How Does This Change The Landscape
The predominant likely effect of this new proposed bill will (1) increase medical malpractice lawsuits; (2) reduce the percentage of settlements in medical malpractice lawsuits; and (3) increase insurance premiums for medical malpractice insurance.
Both the raising of the noneconomic damages caps, and the creation multiple recovery caps for categories of healthcare defendants create incentives for the bringing medical malpractice claims, and will naturally increase the amount of damages sought.
This will inevitably place additional strain on the judicial system, which is still reeling from the effects of COVID-19 shutdowns, and still suffers from the backlog of congested dockets which resulted from trials not going forward.
The benevolent statement provision appears to expand protections to healthcare defendants on such benevolent statements, and even statements accepting of fault, made prior to the filing of any lawsuit, and seeks to keep such statements protected from admissibility and even discovery. While this provision has obvious benefits in the context of civil actions and arbitrations, its benefit to healthcare providers may be most profound in the context of administrative or disciplinary actions.
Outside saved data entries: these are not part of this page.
//! Pattern error types.

use crate::Span;
use thiserror::Error;
use xpm_core::CoreError;

/// Errors that can occur while building or matching patterns.
#[derive(Debug, Error)]
pub enum PatternError {
    /// Syntax error in pattern or text source.
    #[error("Parse error at {span}: {message}")]
    Parse { message: String, span: Span },

    /// Variable referenced but never bound during matching.
    #[error("Unbound variable '{name}'")]
    UnboundVariable { name: String },

    /// Malformed variable name.
    #[error(transparent)]
    Core(#[from] CoreError),
}

impl PatternError {
    pub fn parse(message: impl Into<String>, span: Span) -> Self {
        Self::Parse {
            message: message.into(),
            span,
        }
    }

    pub fn unexpected_token(span: Span, expected: &str, found: &str) -> Self {
        Self::parse(format!("expected {}, found {}", expected, found), span)
    }

    pub fn unbound_variable(name: impl Into<String>) -> Self {
        Self::UnboundVariable { name: name.into() }
    }
}

/// Result type for pattern operations.
pub type PatternResult<T> = Result<T, PatternError>;
//! Pattern representation and component decomposition.

use std::fmt;
use xpm_core::{Value, Variable, Variables};

/// An argument position of a clause.
#[derive(Debug, Clone, PartialEq, Eq, Hash)]
pub enum Term {
    /// Free variable, bound by matching.
    Var(Variable),
    /// Constant that the text argument must equal.
    Const(Value),
}

impl Term {
    /// Get as variable if this is a Var term.
    pub fn as_var(&self) -> Option<&Variable> {
        match self {
            Term::Var(var) => Some(var),
            Term::Const(_) => None,
        }
    }
}

impl fmt::Display for Term {
    fn fmt(&self, f: &mut fmt::Formatter<'_>) -> fmt::Result {
        match self {
            Term::Var(var) => write!(f, "{}", var),
            Term::Const(value) => write!(f, "{}", value),
        }
    }
}

/// A single relational clause: `relation(term, ...)`.
#[derive(Debug, Clone, PartialEq, Eq, Hash)]
pub struct Clause {
    pub relation: String,
    pub terms: Vec<Term>,
}

impl Clause {
    pub fn new(relation: impl Into<String>, terms: Vec<Term>) -> Self {
        Self {
            relation: relation.into(),
            terms,
        }
    }

    /// Variables of this clause, in order of first occurrence.
    pub fn variables(&self) -> impl Iterator<Item = &Variable> {
        self.terms.iter().filter_map(Term::as_var)
    }

    /// True if the clause has no variables.
    pub fn is_ground(&self) -> bool {
        self.variables().next().is_none()
    }
}

impl fmt::Display for Clause {
    fn fmt(&self, f: &mut fmt::Formatter<'_>) -> fmt::Result {
        write!(f, "{}(", self.relation)?;
        for (i, term) in self.terms.iter().enumerate() {
            if i > 0 {
                write!(f, ", ")?;
            }
            write!(f, "{}", term)?;
        }
        write!(f, ")")
    }
}

/// A conjunction of clauses.
#[derive(Debug, Clone, Default, PartialEq, Eq, Hash)]
pub struct Pattern {
    clauses: Vec<Clause>,
}

impl Pattern {
    /// Create a pattern from its clauses.
    pub fn new(clauses: Vec<Clause>) -> Self {
        Self { clauses }
    }

    /// The clauses in order.
    pub fn clauses(&self) -> &[Clause] {
        &self.clauses
    }

    /// Free variables, in order of first occurrence.
    pub fn variables(&self) -> Variables {
        self.clauses
            .iter()
            .flat_map(Clause::variables)
            .cloned()
            .collect()
    }

    /// Check if the pattern has no clauses.
    pub fn is_empty(&self) -> bool {
        self.clauses.is_empty()
    }

    /// Split into variable-connected components.
    ///
    /// Two clauses belong to the same component when they share a variable,
    /// directly or through other clauses. Components are ordered by the
    /// position of their first variable in [`Pattern::variables`], and each
    /// keeps its clauses in pattern order. Ground clauses go with the first
    /// component. A pattern without variables has no components.
    pub fn component_patterns(&self) -> Vec<Pattern> {
        let vars = self.variables();
        if vars.is_empty() {
            return Vec::new();
        }

        let mut sets = DisjointSets::new(vars.len());
        for clause in &self.clauses {
            let mut positions = clause.variables().filter_map(|v| vars.position(v));
            if let Some(first) = positions.next() {
                for other in positions {
                    sets.union(first, other);
                }
            }
        }

        // Component slot per root, numbered by first variable position.
        let mut slot_of_root = vec![None; vars.len()];
        let mut components: Vec<Vec<Clause>> = Vec::new();
        for position in 0..vars.len() {
            let root = sets.find(position);
            if slot_of_root[root].is_none() {
                slot_of_root[root] = Some(components.len());
                components.push(Vec::new());
            }
        }

        for clause in &self.clauses {
            let slot = match clause.variables().next() {
                Some(var) => vars
                    .position(var)
                    .and_then(|position| slot_of_root[sets.find(position)])
                    .unwrap_or(0),
                None => 0,
            };
            components[slot].push(clause.clone());
        }

        components.into_iter().map(Pattern::new).collect()
    }
}

impl From<Vec<Clause>> for Pattern {
    fn from(clauses: Vec<Clause>) -> Self {
        Pattern::new(clauses)
    }
}

impl fmt::Display for Pattern {
    fn fmt(&self, f: &mut fmt::Formatter<'_>) -> fmt::Result {
        for (i, clause) in self.clauses.iter().enumerate() {
            if i > 0 {
                write!(f, ", ")?;
            }
            write!(f, "{}", clause)?;
        }
        Ok(())
    }
}

/// Union-find over variable positions.
struct DisjointSets {
    parent: Vec<usize>,
}

impl DisjointSets {
    fn new(len: usize) -> Self {
        Self {
            parent: (0..len).collect(),
        }
    }

    fn find(&mut self, mut i: usize) -> usize {
        while self.parent[i] != i {
            self.parent[i] = self.parent[self.parent[i]];
            i = self.parent[i];
        }
        i
    }

    fn union(&mut self, a: usize, b: usize) {
        let (ra, rb) = (self.find(a), self.find(b));
        // Keep the smaller position as root.
        if ra < rb {
            self.parent[rb] = ra;
        } else if rb < ra {
            self.parent[ra] = rb;
        }
    }
}
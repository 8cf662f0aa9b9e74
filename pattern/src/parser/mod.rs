//! Parser for the pattern and text syntax.
//!
//! ```text
//! pattern := clause ("," clause)*
//! texts   := (clause "."?)*
//! clause  := ident "(" [term ("," term)*] ")"
//! term    := $var | integer | "string" | true | false | ident
//! ```
//!
//! Texts must be ground. `#` starts a line comment.

mod lexer;

use crate::{Clause, Pattern, PatternError, PatternResult, Term};
use lexer::{Lexer, Token, TokenKind};
use std::fmt;
use xpm_core::{Value, Variable};
use xpm_corpus::Corpus;

/// Source location (1-based).
#[derive(Debug, Clone, Copy, PartialEq, Eq)]
pub struct Span {
    pub line: usize,
    pub column: usize,
}

impl Span {
    pub fn new(line: usize, column: usize) -> Self {
        Self { line, column }
    }
}

impl fmt::Display for Span {
    fn fmt(&self, f: &mut fmt::Formatter<'_>) -> fmt::Result {
        write!(f, "{}:{}", self.line, self.column)
    }
}

/// Parse a pattern: clauses separated by commas.
pub fn parse_pattern(source: &str) -> PatternResult<Pattern> {
    let mut parser = Parser::new(source)?;
    let mut clauses = vec![parser.clause()?];
    while parser.eat(&TokenKind::Comma) {
        clauses.push(parser.clause()?);
    }
    parser.expect(&TokenKind::Eof)?;
    Ok(Pattern::new(clauses))
}

/// Parse ground texts as `(relation, args)` pairs.
pub fn parse_texts(source: &str) -> PatternResult<Vec<(String, Vec<Value>)>> {
    let mut parser = Parser::new(source)?;
    let mut texts = Vec::new();
    while !parser.check(&TokenKind::Eof) {
        let span = parser.peek().span;
        let clause = parser.clause()?;
        let args = clause
            .terms
            .into_iter()
            .map(|term| match term {
                Term::Const(value) => Ok(value),
                Term::Var(var) => Err(PatternError::parse(
                    format!("texts must be ground, found variable {}", var),
                    span,
                )),
            })
            .collect::<PatternResult<Vec<_>>>()?;
        texts.push((clause.relation, args));
        parser.eat(&TokenKind::Dot);
    }
    Ok(texts)
}

/// Parse ground texts straight into a new corpus.
pub fn parse_corpus(source: &str) -> PatternResult<Corpus> {
    Ok(parse_texts(source)?.into_iter().collect())
}

/// Parser state.
struct Parser {
    tokens: Vec<Token>,
    pos: usize,
}

impl Parser {
    fn new(input: &str) -> PatternResult<Self> {
        let tokens = Lexer::new(input).tokenize()?;
        Ok(Self { tokens, pos: 0 })
    }

    fn peek(&self) -> &Token {
        // The lexer always ends the stream with Eof, and `advance` never
        // moves past it.
        &self.tokens[self.pos]
    }

    fn advance(&mut self) -> Token {
        let token = self.peek().clone();
        if self.pos + 1 < self.tokens.len() {
            self.pos += 1;
        }
        token
    }

    fn check(&self, kind: &TokenKind) -> bool {
        std::mem::discriminant(&self.peek().kind) == std::mem::discriminant(kind)
    }

    fn eat(&mut self, kind: &TokenKind) -> bool {
        if self.check(kind) {
            self.advance();
            true
        } else {
            false
        }
    }

    fn expect(&mut self, kind: &TokenKind) -> PatternResult<Token> {
        if self.check(kind) {
            Ok(self.advance())
        } else {
            let token = self.peek();
            Err(PatternError::unexpected_token(
                token.span,
                kind.name(),
                token.kind.name(),
            ))
        }
    }

    fn clause(&mut self) -> PatternResult<Clause> {
        let token = self.advance();
        let relation = match token.kind {
            TokenKind::Ident(name) => name,
            other => {
                return Err(PatternError::unexpected_token(
                    token.span,
                    "relation name",
                    other.name(),
                ))
            }
        };

        self.expect(&TokenKind::LParen)?;
        let mut terms = Vec::new();
        if !self.check(&TokenKind::RParen) {
            terms.push(self.term()?);
            while self.eat(&TokenKind::Comma) {
                terms.push(self.term()?);
            }
        }
        self.expect(&TokenKind::RParen)?;
        Ok(Clause::new(relation, terms))
    }

    fn term(&mut self) -> PatternResult<Term> {
        let token = self.advance();
        let term = match token.kind {
            TokenKind::Var(name) => Term::Var(Variable::parse(&name)?),
            TokenKind::Int(i) => Term::Const(Value::Int(i)),
            TokenKind::String(s) => Term::Const(Value::Str(s)),
            TokenKind::True => Term::Const(Value::Bool(true)),
            TokenKind::False => Term::Const(Value::Bool(false)),
            TokenKind::Ident(name) => Term::Const(Value::Symbol(name)),
            other => {
                return Err(PatternError::unexpected_token(
                    token.span,
                    "term",
                    other.name(),
                ))
            }
        };
        Ok(term)
    }
}
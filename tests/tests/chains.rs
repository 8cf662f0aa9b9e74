//! Path joins over a small directed graph.

use xpm_tests::prelude::*;

const CORPUS: &str = "
    edge(1, 2). edge(2, 3). edge(3, 4). edge(2, 5).
    tag(\"start\"). tag(\"end\").
";

fn int(i: i64) -> Value {
    Value::Int(i)
}

mod two_hops {
    use super::*;

    pub fn scenario() -> Scenario {
        Scenario::new("two_hops")
            .corpus(CORPUS)
            .pattern("edge($a, $b), edge($b, $c)")
            .initially(|a| {
                a.variables(&["a", "b", "c"])
                    .components(1)
                    .tuples(
                        "a",
                        vec![
                            tuple![int(1), int(2), int(3)],
                            tuple![int(1), int(2), int(5)],
                            tuple![int(2), int(3), int(4)],
                        ],
                    )
            })
            .erase("b", |a| {
                a.component("a", &["a", "c"]).tuples(
                    "c",
                    vec![
                        tuple![int(1), int(3)],
                        tuple![int(1), int(5)],
                        tuple![int(2), int(4)],
                    ],
                )
            })
            .erase_front(|a| {
                a.variables(&["c"])
                    .tuples("c", vec![tuple![int(3)], tuple![int(5)], tuple![int(4)]])
            })
            .erase_front(|a| a.empty())
    }

    #[test]
    fn test_two_hops() {
        scenario().run().unwrap();
    }
}

mod ground_clauses {
    use super::*;

    #[test]
    fn test_true_ground_clause_keeps_rows() {
        Scenario::new("true_ground_clause")
            .corpus(CORPUS)
            .pattern("edge(1, 2), edge($a, $b), tag($t)")
            .initially(|a| a.components(2).rows("a", 4).rows("t", 2).joint(8))
            .run()
            .unwrap();
    }

    #[test]
    fn test_false_ground_clause_empties_first_component() {
        Scenario::new("false_ground_clause")
            .corpus(CORPUS)
            .pattern("edge(9, 9), edge($a, $b), tag($t)")
            .initially(|a| a.rows("a", 0).rows("t", 2).joint(0))
            .erase("t", |a| a.components(1).joint(0))
            .run()
            .unwrap();
    }
}

mod snapshots {
    use super::*;

    #[test]
    fn test_every_elimination_drops_the_front() {
        Scenario::new("snapshots")
            .corpus(CORPUS)
            .pattern("edge($a, $b), tag($t), edge($b, $c)")
            .initially(|a| a.variables(&["a", "b", "t", "c"]).components(2))
            .erase_front(|a| a.variables(&["b", "t", "c"]).component("c", &["b", "c"]))
            .erase_front(|a| a.variables(&["t", "c"]).components(2))
            .erase_front(|a| a.variables(&["c"]).components(1).rows("c", 3))
            .erase_front(|a| a.empty())
            .run()
            .unwrap();
    }

    #[test]
    fn test_rows_are_kept_per_component() {
        Scenario::new("rows_per_component")
            .corpus(CORPUS)
            .pattern("edge($a, $b), tag($t)")
            .initially(|a| {
                a.custom(|v| {
                    v.components()
                        .map(|c| c.row_count())
                        .eq([4usize, 2].into_iter())
                })
            })
            .run()
            .unwrap();
    }
}
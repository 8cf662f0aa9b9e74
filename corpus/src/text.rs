//! Texts stored in the corpus.

use std::fmt;
use xpm_core::{TextId, Value};

/// A relational fact: `relation(arg0, arg1, ...)`.
#[derive(Debug, Clone, PartialEq, Eq, Hash)]
pub struct Text {
    /// Unique identifier for this text.
    pub id: TextId,
    /// Relation name.
    pub relation: String,
    /// Ordered arguments.
    pub args: Vec<Value>,
}

impl Text {
    /// Create a new text.
    pub fn new(id: TextId, relation: impl Into<String>, args: Vec<Value>) -> Self {
        Self {
            id,
            relation: relation.into(),
            args,
        }
    }

    /// Number of arguments.
    pub fn arity(&self) -> usize {
        self.args.len()
    }

    /// Get the argument at a specific position.
    pub fn arg(&self, position: usize) -> Option<&Value> {
        self.args.get(position)
    }
}

impl fmt::Display for Text {
    fn fmt(&self, f: &mut fmt::Formatter<'_>) -> fmt::Result {
        write!(f, "{}(", self.relation)?;
        for (i, arg) in self.args.iter().enumerate() {
            if i > 0 {
                write!(f, ", ")?;
            }
            write!(f, "{}", arg)?;
        }
        write!(f, ")")
    }
}
//! The seam between the valuation index and the matching engine.

use xpm_core::{Row, Variables};
use xpm_corpus::Corpus;
use xpm_pattern::{Matcher, Pattern, PatternError};

/// What the valuation index needs from a pattern matcher.
pub trait MatchEngine {
    type Pattern;
    type Corpus: ?Sized;
    type Error: std::error::Error + Send + Sync + 'static;

    /// Free variables of `pattern`, in a fixed order.
    fn variables(&self, pattern: &Self::Pattern) -> Variables;

    /// Variable-disjoint component patterns whose variables together are
    /// those of `pattern`.
    fn component_patterns(&self, pattern: &Self::Pattern) -> Vec<Self::Pattern>;

    /// Raw satisfying set of `pattern` against `corpus`, `None` when
    /// nothing matches.
    fn satisfying_set(
        &self,
        pattern: &Self::Pattern,
        corpus: &Self::Corpus,
    ) -> Result<Option<Vec<Row>>, Self::Error>;
}

/// [`MatchEngine`] over conjunctive patterns and an in-memory corpus.
#[derive(Debug, Clone, Copy, Default)]
pub struct PatternEngine {
    limit: Option<usize>,
}

impl PatternEngine {
    pub fn new() -> Self {
        Self::default()
    }

    /// Cap the number of rows of each satisfying set.
    pub fn with_limit(mut self, limit: usize) -> Self {
        self.limit = Some(limit);
        self
    }
}

impl MatchEngine for PatternEngine {
    type Pattern = Pattern;
    type Corpus = Corpus;
    type Error = PatternError;

    fn variables(&self, pattern: &Pattern) -> Variables {
        pattern.variables()
    }

    fn component_patterns(&self, pattern: &Pattern) -> Vec<Pattern> {
        pattern.component_patterns()
    }

    fn satisfying_set(
        &self,
        pattern: &Pattern,
        corpus: &Corpus,
    ) -> Result<Option<Vec<Row>>, PatternError> {
        let matcher = Matcher::new(corpus);
        match self.limit {
            Some(limit) => matcher.with_limit(limit).satisfying_set(pattern),
            None => matcher.satisfying_set(pattern),
        }
    }
}
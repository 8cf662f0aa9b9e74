//! Valuation error types.

use thiserror::Error;
use xpm_core::Variable;

/// Errors that can occur while building or reducing valuations.
///
/// Apart from `Engine`, every variant is a broken contract: the caller asked
/// for something that cannot exist, or a valuation lost its partition
/// invariant. The driver should abandon the current branch.
#[derive(Debug, Error)]
pub enum ValuationError {
    /// Asked for the front variable of an empty variable set.
    #[error("Valuation has no variables")]
    NoVariables,

    /// Asked for a variable past the end of the variable set.
    #[error("Variable index {index} out of range for {len} variables")]
    VariableIndexOutOfRange { index: usize, len: usize },

    /// No component owns a variable of the composite valuation.
    #[error("No component holds variable {variable}")]
    MissingComponent { variable: Variable },

    /// Components do not partition the variable set.
    #[error("Broken partition: {message}")]
    BrokenPartition { message: String },

    /// A satisfying-set row does not match the component's variable count.
    #[error("Row has {actual} values, expected {expected}")]
    RowArity { expected: usize, actual: usize },

    /// Elimination of a variable outside the valuation, with strict
    /// elimination enabled.
    #[error("Cannot eliminate {variable}: not a variable of this valuation")]
    UnknownVariable { variable: Variable },

    /// The matching engine failed.
    #[error("Matching engine failed: {0}")]
    Engine(#[source] Box<dyn std::error::Error + Send + Sync>),
}

impl ValuationError {
    pub fn index_out_of_range(index: usize, len: usize) -> Self {
        Self::VariableIndexOutOfRange { index, len }
    }

    pub fn missing_component(variable: &Variable) -> Self {
        Self::MissingComponent {
            variable: variable.clone(),
        }
    }

    pub fn broken_partition(message: impl Into<String>) -> Self {
        Self::BrokenPartition {
            message: message.into(),
        }
    }

    pub fn row_arity(expected: usize, actual: usize) -> Self {
        Self::RowArity { expected, actual }
    }

    pub fn unknown_variable(variable: &Variable) -> Self {
        Self::UnknownVariable {
            variable: variable.clone(),
        }
    }

    pub fn engine(source: impl std::error::Error + Send + Sync + 'static) -> Self {
        Self::Engine(Box::new(source))
    }
}

/// Result type for valuation operations.
pub type ValuationResult<T> = Result<T, ValuationError>;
However, the logistics of the real world enforcement mechanism of the benevolent statement provision remains an open question, as it may not account for voluntary disclosure or testimony by patients or any other recipient of such statements.
The bottom line of the proposed bill is that it expands the exposure to damages of healthcare defendants. The increased exposure will necessarily increase insurance premiums for malpractice insurance coverage. Moreover, healthcare institutions may also require healthcare providers to carry higher insurance policy limits in order to extend privileges to practice in such institutions.